El sábado antes de regresar a casa,
decidimos despedirnos de ellos con agasajo austero. Le dije a Ruiz, que también
trabajaba en la morgue esa mañana, que no se preocupara. Ricardo tampoco
llegaría hasta cerca de las cinco. Estaba trabajando mucho y se lo veía
cansado, pero sé que ambos se apartaban de nosotras: de una a la que no
comprendían, y de la otra que comprendía demasiado. ¿Así nos veían, o así éramos?

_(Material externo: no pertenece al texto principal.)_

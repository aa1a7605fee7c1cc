use std::{collections::BTreeMap, ops::AddAssign};

use serde::{Deserialize, Serialize};

/// One routing step recorded during a conversation.
#[derive(Debug, Clone, PartialEq, Eq, Serialize, Deserialize)]
pub struct Step {
    pub name: String,
    #[serde(rename = "type")]
    pub kind: String,
}

impl Step {
    pub fn new(name: impl Into<String>, kind: impl Into<String>) -> Self {
        Self {
            name: name.into(),
            kind: kind.into(),
        }
    }

    pub fn agent(name: impl Into<String>) -> Self {
        Self::new(name, "agent")
    }

    pub fn topic(name: impl Into<String>) -> Self {
        Self::new(name, "topic")
    }
}

/// True positive / false positive / false negative counts for one step identifier.
#[derive(Debug, Clone, Copy, Default, PartialEq, Eq, Serialize, Deserialize)]
pub struct ConfusionCounts {
    pub tp: u64,
    pub fp: u64,
    #[serde(rename = "fn")]
    pub fn_: u64,
}

impl ConfusionCounts {
    pub const TRUE_POSITIVE: Self = Self { tp: 1, fp: 0, fn_: 0 };
    pub const FALSE_POSITIVE: Self = Self { tp: 0, fp: 1, fn_: 0 };
    pub const FALSE_NEGATIVE: Self = Self { tp: 0, fp: 0, fn_: 1 };

    pub fn total(&self) -> u64 {
        self.tp + self.fp + self.fn_
    }

    pub fn support(&self) -> u64 {
        self.tp + self.fn_
    }
}

impl AddAssign for ConfusionCounts {
    fn add_assign(&mut self, rhs: Self) {
        self.tp += rhs.tp;
        self.fp += rhs.fp;
        self.fn_ += rhs.fn_;
    }
}

/// Per-identifier confusion breakdown. Ordered so serialized output is stable.
pub type StepStats = BTreeMap<String, ConfusionCounts>;
//! Routing accuracy evaluation: route matching, per-agent aggregation and
//! batch runs over datasets of recorded conversations.

pub mod aggregate;
pub mod dataset;
pub mod evaluator;
pub mod matching;
pub mod report;
pub mod runner;

pub use aggregate::{aggregate, aggregate_flat, aggregate_stats};
pub use dataset::{load_cases, EvalCase};
pub use evaluator::{EvaluatorConfig, RoutingAccuracyEvaluator};
pub use matching::{count_matches, evaluate, evaluate_with, EmptyRoutePolicy};
pub use report::{
    AgentMetrics, AggregateReport, BatchSummary, CaseRecord, EvaluationResult, MetricValue,
    RunReport,
};
pub use runner::EvalRunner;
//! Folds per-conversation step stats into per-agent precision/recall.

use std::collections::BTreeMap;

use crate::{
    eval::{
        matching::round2,
        report::{AgentMetrics, AggregateReport, EvaluationResult, MetricValue},
    },
    types::{ConfusionCounts, StepStats},
};

/// Sums confusion counts per agent. Order of the input does not matter.
pub fn aggregate_stats<'a>(
    tables: impl IntoIterator<Item = &'a StepStats>,
) -> BTreeMap<String, ConfusionCounts> {
    let mut totals: BTreeMap<String, ConfusionCounts> = BTreeMap::new();
    for table in tables {
        for (agent, counts) in table {
            *totals.entry(agent.clone()).or_default() += *counts;
        }
    }
    totals
}

pub fn aggregate<'a>(results: impl IntoIterator<Item = &'a EvaluationResult>) -> AggregateReport {
    let totals = aggregate_stats(results.into_iter().map(|result| &result.step_stats));
    let agents = totals
        .into_iter()
        .map(|(agent, counts)| (agent, agent_metrics(counts)))
        .collect();
    AggregateReport { agents }
}

/// [`aggregate`], flattened to `"{agent}_{metric}"` keys.
pub fn aggregate_flat<'a>(
    results: impl IntoIterator<Item = &'a EvaluationResult>,
) -> BTreeMap<String, MetricValue> {
    aggregate(results).flatten()
}

pub fn agent_metrics(counts: ConfusionCounts) -> AgentMetrics {
    let ConfusionCounts { tp, fp, fn_ } = counts;
    let untouched = counts.total() == 0;
    AgentMetrics {
        precision: ratio(tp, tp + fp, untouched),
        recall: ratio(tp, tp + fn_, untouched),
        tp,
        fp,
        fn_,
        support: counts.support(),
    }
}

fn ratio(numerator: u64, denominator: u64, untouched: bool) -> f64 {
    if denominator > 0 {
        round2(numerator as f64 / denominator as f64)
    } else if untouched {
        1.0
    } else {
        0.0
    }
}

Salí a la calle con la bolsa de compras
que encontré en la cocina revolviendo cientos de cosas inútiles en los cajones
y las alacenas. Hasta me dolió la espalda de estar agachada buscando y
encontrando lo que no buscaba la mayoría de las veces. Me entretuve en ese juego
de palabras que distraía mi atención y aliviaba mi desesperación ante la
búsqueda de un tesoro (la bolsa de las compras) en medio de una selva
impenetrable. ¿Cómo cocinaríamos esa noche si no teníamos la más mínima idea de
donde hallar las cosas necesarias? Hasta ahora nos habíamos conformado con ir a
la rotisería. Me crucé en la vereda con tanta gente que preguntaba por la salud
de Graciela que tardé casi una hora en llegar al almacén más cercano. Dale saludos,
me decían, un beso de mi parte, pedían otros. Pero la mayoría ponía cara de
circunstancia, porque sabían cómo era Graciela, excepto los chicos, y por eso
fueron los únicos que no preguntaron por la maestra de dibujo. Ellos pasaban
por la vereda mirando hacia el balcón, asustados si iban solos, cuchicheando si
estaban acompañados.
Entonces vi en la esquina a un hombre al
que apenas presté atención al principio. Estaba parado, fumando. Era rubio, de
cabello ensortijado, con un vaquero gastado y una polera negra. Distraída por
los que me habían detenido en el camino, creo que quedé media estúpida
escuchando tantas estupideces, y pensé por un instante que estaba a en medio de
una película francesa, observando a un Belmondo que nunca hubiese sonreído.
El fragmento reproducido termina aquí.